Amyloid ß Oligomers Disrupt Blood-CSF Barrier Integrity by Activating Matrix Metalloproteinases.

ABSTRACT

The blood-CSF barrier (BCSFB) consists of a monolayer of choroid plexus epithelial (CPE) cells that maintain CNS homeostasis by producing CSF and restricting the passage of undesirable molecules and pathogens into the brain. Alzheimer's disease is the most common progressive neurodegenerative disorder and is characterized by the presence of amyloid ß (Aß) plaques and neurofibrillary tangles in the brain. Recent research shows that Alzheimer's disease is associated with morphological changes in CPE cells and compromised production of CSF. Here, we studied the direct effects of Aß on the functionality of the BCSFB. Intracerebroventricular injection of Aß1-42 oligomers into the cerebral ventricles of mice, a validated Alzheimer's disease model, caused induction of a cascade of detrimental events, including increased inflammatory gene expression in CPE cells and increased levels of proinflammatory cytokines and chemokines in the CSF. It also rapidly affected CPE cell morphology and tight junction protein levels.
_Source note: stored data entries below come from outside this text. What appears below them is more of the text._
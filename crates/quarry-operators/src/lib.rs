#![forbid(unsafe_code)]
//! quarry-operators: the physical operator layer.
//!
//! Design intent:
//! - Operators are pull-based and synchronous. Each `execute` call produces
//!   one slice of output and suspends; the tree buffers batches between
//!   operators so producers and consumers need not agree on pacing.
//! - Operators are segment-oblivious: the same tree runs any segment, and
//!   `clone_for_segment` stamps out fresh per-segment state.
//! - Column data moves by `Arc` handle; projection and fan-out never copy.

pub mod aggregate;
pub mod build;
pub mod context;
pub mod filter;
pub mod instantiate;
pub mod project;
pub mod range;
pub mod reduce;
pub mod scan;
pub mod transform;
pub mod union;

pub use aggregate::{AggregatorRegistry, GroupAggregator};
pub use context::{ExecutionContext, Operator, OperatorTree, SegmentSpec};
pub use instantiate::{build_tree, instantiate, OperatorEnv};
pub use transform::{BinaryFn, UnaryFn};
//! The pull-based execution surface: operator trait, execution context, and
//! the per-segment operator tree.
//!
//! An operator never sees its inputs directly. It asks the context for input
//! batches and pushes output batches back through it, which is what lets the
//! driver suspend a subtree mid-stream, tear it down early, or run one clone
//! of the tree per segment without operators knowing.

use std::collections::VecDeque;

use quarry_core::batch::RowBatch;
use quarry_core::error::{Error, Result};
use quarry_core::value::LogicalType;

/// The slice of rows one worker is responsible for.
///
/// `row_begin..row_end` index the *output domain* of the source operators in
/// the tree (table rows for a scan, produced values for a range).
#[derive(Debug, Clone, Copy, PartialEq, Eq)]
pub struct SegmentSpec {
    pub index: usize,
    pub num_segments: usize,
    pub row_begin: u64,
    pub row_end: u64,
}

impl SegmentSpec {
    /// A single segment covering `0..num_rows`.
    pub fn whole(num_rows: u64) -> Self {
        Self {
            index: 0,
            num_segments: 1,
            row_begin: 0,
            row_end: num_rows,
        }
    }

    pub fn num_rows(&self) -> u64 {
        self.row_end - self.row_begin
    }
}

/// A physical operator. One instance runs one segment; `clone_for_segment`
/// produces a fresh instance with the same configuration but no progress
/// state.
pub trait Operator: Send {
    fn name(&self) -> &'static str;

    /// Produce the next slice of output through `ctx.emit`.
    ///
    /// Returning without emitting anything signals end-of-stream; the driver
    /// will not call `execute` again after that.
    fn execute(&mut self, ctx: &mut ExecutionContext<'_>) -> Result<()>;

    fn clone_for_segment(&self) -> Box<dyn Operator>;
}

/// What an operator can see during one `execute` call.
pub struct ExecutionContext<'a> {
    inputs: &'a mut [OperatorTree],
    sink: &'a mut Vec<RowBatch>,
    output_types: &'a [LogicalType],
    block_size: usize,
    segment: SegmentSpec,
}

impl ExecutionContext<'_> {
    /// Pull the next batch from input slot `slot`; `None` means that input is
    /// exhausted for this segment.
    pub fn get_next(&mut self, slot: usize) -> Result<Option<RowBatch>> {
        let input = self
            .inputs
            .get_mut(slot)
            .ok_or_else(|| Error::Invariant(format!("no input slot {slot}")))?;
        input.next_batch(self.segment)
    }

    /// An empty batch shaped for this operator's output, sized for one block.
    pub fn get_output_buffer(&self) -> RowBatch {
        RowBatch::with_shape(self.output_types.len(), self.block_size)
    }

    /// Hand a finished batch downstream.
    pub fn emit(&mut self, batch: RowBatch) -> Result<()> {
        if batch.num_columns() != self.output_types.len() {
            return Err(Error::Shape(format!(
                "emitted {} columns where {} were declared",
                batch.num_columns(),
                self.output_types.len()
            )));
        }
        batch.validate()?;
        self.sink.push(batch);
        Ok(())
    }

    pub fn block_size(&self) -> usize {
        self.block_size
    }

    pub fn num_inputs(&self) -> usize {
        self.inputs.len()
    }

    pub fn output_types(&self) -> &[LogicalType] {
        self.output_types
    }

    pub fn segment(&self) -> SegmentSpec {
        self.segment
    }
}

/// One operator plus its input subtrees, with batch buffering between them.
///
/// A plan DAG sharing a node between two consumers becomes two independent
/// subtrees here; each consumer pulls at its own pace.
pub struct OperatorTree {
    op: Box<dyn Operator>,
    inputs: Vec<OperatorTree>,
    output_types: Vec<LogicalType>,
    block_size: usize,
    pending: VecDeque<RowBatch>,
    exhausted: bool,
}

impl OperatorTree {
    pub fn new(
        op: Box<dyn Operator>,
        inputs: Vec<OperatorTree>,
        output_types: Vec<LogicalType>,
        block_size: usize,
    ) -> Self {
        Self {
            op,
            inputs,
            output_types,
            block_size,
            pending: VecDeque::new(),
            exhausted: false,
        }
    }

    pub fn output_types(&self) -> &[LogicalType] {
        &self.output_types
    }

    /// Pull the next batch for `segment`, running the operator as needed.
    pub fn next_batch(&mut self, segment: SegmentSpec) -> Result<Option<RowBatch>> {
        loop {
            if let Some(batch) = self.pending.pop_front() {
                return Ok(Some(batch));
            }
            if self.exhausted {
                return Ok(None);
            }
            let mut sink = Vec::new();
            let mut ctx = ExecutionContext {
                inputs: &mut self.inputs,
                sink: &mut sink,
                output_types: &self.output_types,
                block_size: self.block_size,
                segment,
            };
            self.op.execute(&mut ctx)?;
            if sink.is_empty() {
                self.exhausted = true;
                return Ok(None);
            }
            self.pending.extend(sink);
        }
    }

    /// Drain the whole segment into a batch list.
    pub fn run_to_completion(&mut self, segment: SegmentSpec) -> Result<Vec<RowBatch>> {
        let mut out = Vec::new();
        while let Some(batch) = self.next_batch(segment)? {
            out.push(batch);
        }
        Ok(out)
    }

    /// A fresh tree with the same operators but no progress state.
    pub fn clone_for_segment(&self) -> OperatorTree {
        OperatorTree {
            op: self.op.clone_for_segment(),
            inputs: self
                .inputs
                .iter()
                .map(OperatorTree::clone_for_segment)
                .collect(),
            output_types: self.output_types.clone(),
            block_size: self.block_size,
            pending: VecDeque::new(),
            exhausted: false,
        }
    }
}

/// Buffered view of one input slot for operators that co-iterate two inputs
/// whose batch boundaries need not line up.
pub(crate) struct SlotFeed {
    slot: usize,
    batch: Option<RowBatch>,
    offset: usize,
    done: bool,
}

impl SlotFeed {
    pub(crate) fn new(slot: usize) -> Self {
        Self {
            slot,
            batch: None,
            offset: 0,
            done: false,
        }
    }

    /// Make sure at least one unconsumed row is buffered. `false` means the
    /// input is exhausted.
    pub(crate) fn refill(&mut self, ctx: &mut ExecutionContext<'_>) -> Result<bool> {
        loop {
            if let Some(batch) = &self.batch {
                if self.offset < batch.num_rows() {
                    return Ok(true);
                }
                self.batch = None;
                self.offset = 0;
            }
            if self.done {
                return Ok(false);
            }
            match ctx.get_next(self.slot)? {
                Some(batch) => {
                    self.batch = Some(batch);
                    self.offset = 0;
                }
                None => {
                    self.done = true;
                    return Ok(false);
                }
            }
        }
    }

    /// Unconsumed rows in the current batch. Zero until `refill` succeeds.
    pub(crate) fn available(&self) -> usize {
        self.batch
            .as_ref()
            .map(|b| b.num_rows() - self.offset)
            .unwrap_or(0)
    }

    pub(crate) fn batch(&self) -> &RowBatch {
        self.batch.as_ref().expect("refill checked before access")
    }

    pub(crate) fn offset(&self) -> usize {
        self.offset
    }

    pub(crate) fn advance(&mut self, n: usize) {
        self.offset += n;
    }
}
These changes were associated with loss of BCSFB integrity, as shown by an increase in BCSFB leakage. Aß1-42 oligomers also increased matrix metalloproteinase (MMP) gene expression in the CPE and its activity in CSF. Interestingly, BCSFB disruption induced by Aß1-42 oligomers did not occur in the presence of a broad-spectrum MMP inhibitor or in MMP3-deficient mice. These data provide evidence that MMPs are essential for the BCSFB leakage induced by Aß1-42 oligomers. Our results reveal that Alzheimer's disease-associated soluble Aß1-42 oligomers induce BCSFB dysfunction and suggest MMPs as a possible therapeutic target. SIGNIFICANCE STATEMENT No treatments are yet available to cure Alzheimer's disease; however, soluble Aß oligomers are believed to play a crucial role in the neuroinflammation that is observed in this disease. Here, we studied the effect of Aß oligomers on the often neglected barrier between blood and brain, called the blood-CSF barrier (BCSFB). This BCSFB is formed by the choroid plexus epithelial cells and is important in maintaining brain homeostasis. We observed Aß oligomer-induced changes in morphology and loss of BCSFB integrity that might play a role in Alzheimer's disease progression. Strikingly, both inhibition of matrix metalloproteinase (MMP) activity and MMP3 deficiency could protect against the detrimental effects of Aß oligomer. Clearly, our results suggest that MMP inhibition might have therapeutic potential.